I'm unemployed with no medical insurance for me and my kids and I don't know where to go from here. The medical insurance issue will be resolved probably by the end of the month since we will probably be on the public aid insurance through the state by the end of the month.

The truth is I love being at home with and for the kids. I love that I have time to get things done around the house. The kids will be out of school in less than 2 weeks and I am looking forward to that. I always thought I was meant to be a Mom who works outside the home. I'm not so sure of that anymore. Reality is, I need to earn a living. There are jobs I can do from home and I am pursuing opportunities along that route.

I have a job interview today with a contracting firm for a contract position that will only last until September. It is for significantly less money than I made in my previous job and school is about to be out for the summer which means I will have to pay for summer camp if I get this job. I think you can tell I am not exactly excited about this job. The truth is I am interested in the job as it is similar to what I was doing. It's the money. It doesn't justify paying for summer camp.
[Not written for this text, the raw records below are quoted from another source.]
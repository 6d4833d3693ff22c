//! Resize applier (C7): clamps each ASG's required size to its live
//! `[MinSize, MaxSize]`, compares to its current `DesiredCapacity`, and
//! issues `set_desired_capacity` only when that changes anything.
//!
//! Idempotent by construction: re-invoking immediately with the same
//! inputs always recomputes the same clamped value, which then equals
//! the (now-updated) `DesiredCapacity` and short-circuits as a no-op.

use std::collections::HashMap;

use log::{info, warn};

use crate::clients::ScalingGroupClient;
use crate::core::asg::AsgDto;
use crate::error::AutoscalerError;
use crate::metrics::MetricsCollector;

enum ResizePlan {
    NoOp,
    Set { clamped: i64, constrained: bool },
}

/// Clamps `desired_new` to `bounds`, then decides whether a write is
/// needed. A clamp that lands back on the current desired capacity is a
/// no-op even if it differs from `desired_new` (spec.md §4.7 steps 3-4
/// are checked in that order).
fn plan_resize(desired_new: i64, bounds: &AsgDto) -> ResizePlan {
    let clamped = desired_new.clamp(bounds.min_size, bounds.max_size);
    if clamped == bounds.desired_capacity {
        return ResizePlan::NoOp;
    }
    ResizePlan::Set {
        clamped,
        constrained: clamped != desired_new,
    }
}

/// Applies every required size against its ASG's live bounds. An ASG
/// named by the solver but absent from `groups` (e.g. deleted between
/// the membership and group-bounds calls) is skipped with a warning,
/// not treated as a pass-level failure — the next pass will pick it up
/// once cloud state settles.
pub async fn apply_resizes(
    required: &HashMap<String, u64>,
    groups: &[AsgDto],
    client: &dyn ScalingGroupClient,
    dry_run: bool,
    metrics: &mut MetricsCollector,
) -> Result<(), AutoscalerError> {
    let bounds_by_name: HashMap<&str, &AsgDto> =
        groups.iter().map(|group| (group.name.as_str(), group)).collect();

    for (asg_name, desired_new) in required {
        let Some(bounds) = bounds_by_name.get(asg_name.as_str()) else {
            warn!("ASG {asg_name:?} has required size but no observed bounds, skipping");
            continue;
        };

        match plan_resize(*desired_new as i64, bounds) {
            ResizePlan::NoOp => {}
            ResizePlan::Set {
                clamped,
                constrained,
            } => {
                if constrained {
                    warn!(
                        "desired size for {asg_name:?} constrained from {desired_new} to {clamped} by [{}, {}]",
                        bounds.min_size, bounds.max_size
                    );
                    metrics.total_constrained_resizes += 1;
                }

                if clamped > bounds.desired_capacity {
                    metrics.total_scale_ups += 1;
                } else {
                    metrics.total_scale_downs += 1;
                }

                if dry_run {
                    info!(
                        "dry-run: would set {asg_name:?} desired capacity {} -> {clamped}",
                        bounds.desired_capacity
                    );
                } else {
                    info!(
                        "setting {asg_name:?} desired capacity {} -> {clamped}",
                        bounds.desired_capacity
                    );
                    client.set_desired_capacity(asg_name, clamped).await?;
                }
            }
        }
    }

    Ok(())
}
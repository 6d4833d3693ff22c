use std::io::Write as _;
use std::time::Duration;

use clap::Parser;
use file_rotate::{compression::Compression, suffix::AppendCount, ContentLimit, FileRotate};
use log::{error, info};
use tokio::signal::unix::{signal, SignalKind};

use fleet_autoscaler::clients::aws_client::AwsScalingGroupClient;
use fleet_autoscaler::clients::kube_client::KubeClusterObserver;
use fleet_autoscaler::config::Cli;
use fleet_autoscaler::metrics::{print_metrics, MetricsCollector};
use fleet_autoscaler::reconciler::run_once;

const ROTATED_LOG_FILES: usize = 5;
const ROTATED_LOG_LINES: usize = 10_000;

fn init_logging(cli: &Cli) {
    let mut builder = env_logger::Builder::new();
    builder.filter_level(cli.log_level_filter());

    match &cli.log_file {
        Some(path) => {
            let rotated = FileRotate::new(
                path,
                AppendCount::new(ROTATED_LOG_FILES),
                ContentLimit::Lines(ROTATED_LOG_LINES),
                Compression::None,
                None,
            );
            builder.target(env_logger::Target::Pipe(Box::new(rotated)));
        }
        None => {
            builder.target(env_logger::Target::Stderr);
        }
    }

    builder.init();
}

#[tokio::main]
async fn main() -> std::io::Result<()> {
    let cli = Cli::parse();
    init_logging(&cli);

    let observer = match KubeClusterObserver::new().await {
        Ok(observer) => observer,
        Err(err) => {
            error!("failed to build cluster client: {err}");
            std::process::exit(1);
        }
    };
    let scaling_client = AwsScalingGroupClient::new().await;
    let buffer = cli.buffer_policy();

    let mut metrics = MetricsCollector::new();
    let interval = Duration::from_secs(cli.interval_seconds);

    // Runs as a pod inside the cluster it manages (spec.md §6's
    // in-cluster credential path), so the orchestrator sends SIGTERM on
    // shutdown, not SIGINT; ctrl-c is kept for interactive/local runs.
    let mut sigterm = signal(SignalKind::terminate())
        .expect("failed to install SIGTERM handler");

    loop {
        let _ = run_once(&observer, &scaling_client, &buffer, cli.dry_run, &mut metrics).await;

        if let Some(output_path) = &cli.metrics_output {
            if let Err(err) = print_metrics(&metrics, cli.metrics_output_format(), output_path) {
                error!("failed to write metrics to {output_path:?}: {err}");
            }
        }

        if cli.once {
            break;
        }

        tokio::select! {
            _ = tokio::time::sleep(interval) => {}
            _ = tokio::signal::ctrl_c() => {
                info!("received ctrl-c, shutting down");
                break;
            }
            _ = sigterm.recv() => {
                info!("received SIGTERM, shutting down");
                break;
            }
        }
    }

    std::io::stdout().flush()
}
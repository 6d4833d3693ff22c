//! External collaborator interfaces (spec.md §6, §9 "Test seams").
//!
//! The reconciler depends on these traits, not on `kube` or
//! `aws-sdk-autoscaling` directly, so tests can supply in-memory doubles
//! without any network.

pub mod aws_client;
pub mod kube_client;

use async_trait::async_trait;

use crate::core::asg::{AsgDto, AsgInstanceDto};
use crate::core::node::NodeDto;
use crate::core::pod::PodDto;
use crate::error::AutoscalerError;

/// Observes the live workload and fleet from the cluster control plane.
#[async_trait]
pub trait ClusterObserver: Send + Sync {
    async fn list_nodes(&self) -> Result<Vec<NodeDto>, AutoscalerError>;
    async fn list_pods(&self) -> Result<Vec<PodDto>, AutoscalerError>;
}

/// Observes and mutates cloud scaling-group state.
#[async_trait]
pub trait ScalingGroupClient: Send + Sync {
    async fn describe_instances(&self) -> Result<Vec<AsgInstanceDto>, AutoscalerError>;
    async fn describe_groups(&self) -> Result<Vec<AsgDto>, AutoscalerError>;
    async fn set_desired_capacity(
        &self,
        asg_name: &str,
        desired: i64,
    ) -> Result<(), AutoscalerError>;
}
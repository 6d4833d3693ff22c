//! Group key and the two snapshot maps keyed by it (spec.md §3, §9).
//!
//! `GroupKey` is a tagged enum rather than a `("unknown", "unknown")`
//! string tuple, per spec.md §9's explicit direction.

use std::collections::HashMap;

use crate::core::node::NodeInfo;
use crate::core::resources::ResourceVector;

#[derive(Debug, Clone, PartialEq, Eq, Hash, PartialOrd, Ord)]
pub enum GroupKey {
    Known { asg: String, zone: String },
    Unknown,
}

impl GroupKey {
    pub fn known(asg: impl Into<String>, zone: impl Into<String>) -> Self {
        GroupKey::Known {
            asg: asg.into(),
            zone: zone.into(),
        }
    }
}

/// `(asg, zone) -> nodes currently in that group`, built by the ASG join
/// (C3). Nodes with no scaling-group match never appear here.
pub type FleetSnapshot = HashMap<GroupKey, Vec<NodeInfo>>;

/// `(asg, zone) -> summed resource demand`, built by the usage
/// aggregator (C4).
pub type UsageMap = HashMap<GroupKey, ResourceVector>;
//! Centralized counters and pass-duration statistics for the
//! reconciliation loop, structurally descended from the teacher's own
//! `metrics/collector.rs`.

use average::{concatenate, Estimate, Max, Mean, Min, Variance};

concatenate!(
    Estimator,
    [Min, min],
    [Max, max],
    [Mean, mean],
    [Variance, population_variance]
);

#[derive(Debug, Default)]
pub struct EstimatorWrapper {
    estimator: Estimator,
}

impl EstimatorWrapper {
    pub fn new() -> Self {
        Self {
            estimator: Estimator::new(),
        }
    }

    pub fn add(&mut self, value: f64) {
        self.estimator.add(value);
    }

    pub fn min(&self) -> f64 {
        self.estimator.min()
    }

    pub fn max(&self) -> f64 {
        self.estimator.max()
    }

    pub fn mean(&self) -> f64 {
        self.estimator.mean()
    }

    pub fn population_variance(&self) -> f64 {
        self.estimator.population_variance()
    }
}

#[derive(Debug, Default)]
pub struct MetricsCollector {
    /// Number of completed reconciliation passes.
    pub total_passes: u64,
    /// Number of passes aborted by a component-level error.
    pub total_pass_errors: u64,
    /// Number of ASGs scaled up across all passes.
    pub total_scale_ups: u64,
    /// Number of ASGs scaled down across all passes.
    pub total_scale_downs: u64,
    /// Number of resize decisions that were clamped by MinSize/MaxSize.
    pub total_constrained_resizes: u64,
    /// Wall-clock duration of each completed pass, in seconds.
    pub pass_duration_stats: EstimatorWrapper,
}

impl MetricsCollector {
    pub fn new() -> Self {
        Self::default()
    }

    pub fn record_pass(&mut self, duration_seconds: f64) {
        self.total_passes += 1;
        self.pass_duration_stats.add(duration_seconds);
    }

    pub fn record_pass_error(&mut self) {
        self.total_pass_errors += 1;
    }
}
As believers, we are called to have faith in God's plan even if it doesn't make sense according to worldly beliefs.

Matthew 6:26 Look at the birds of the air; they do not sow or reap or store away in barns, and yet your heavenly Father feeds them. Are you not much more valuable than they?

I am a firm believer that God will shut doors to paths that are not part of His plan. If this is not the job for me, then God will shut the door and I will go back to the drawing board.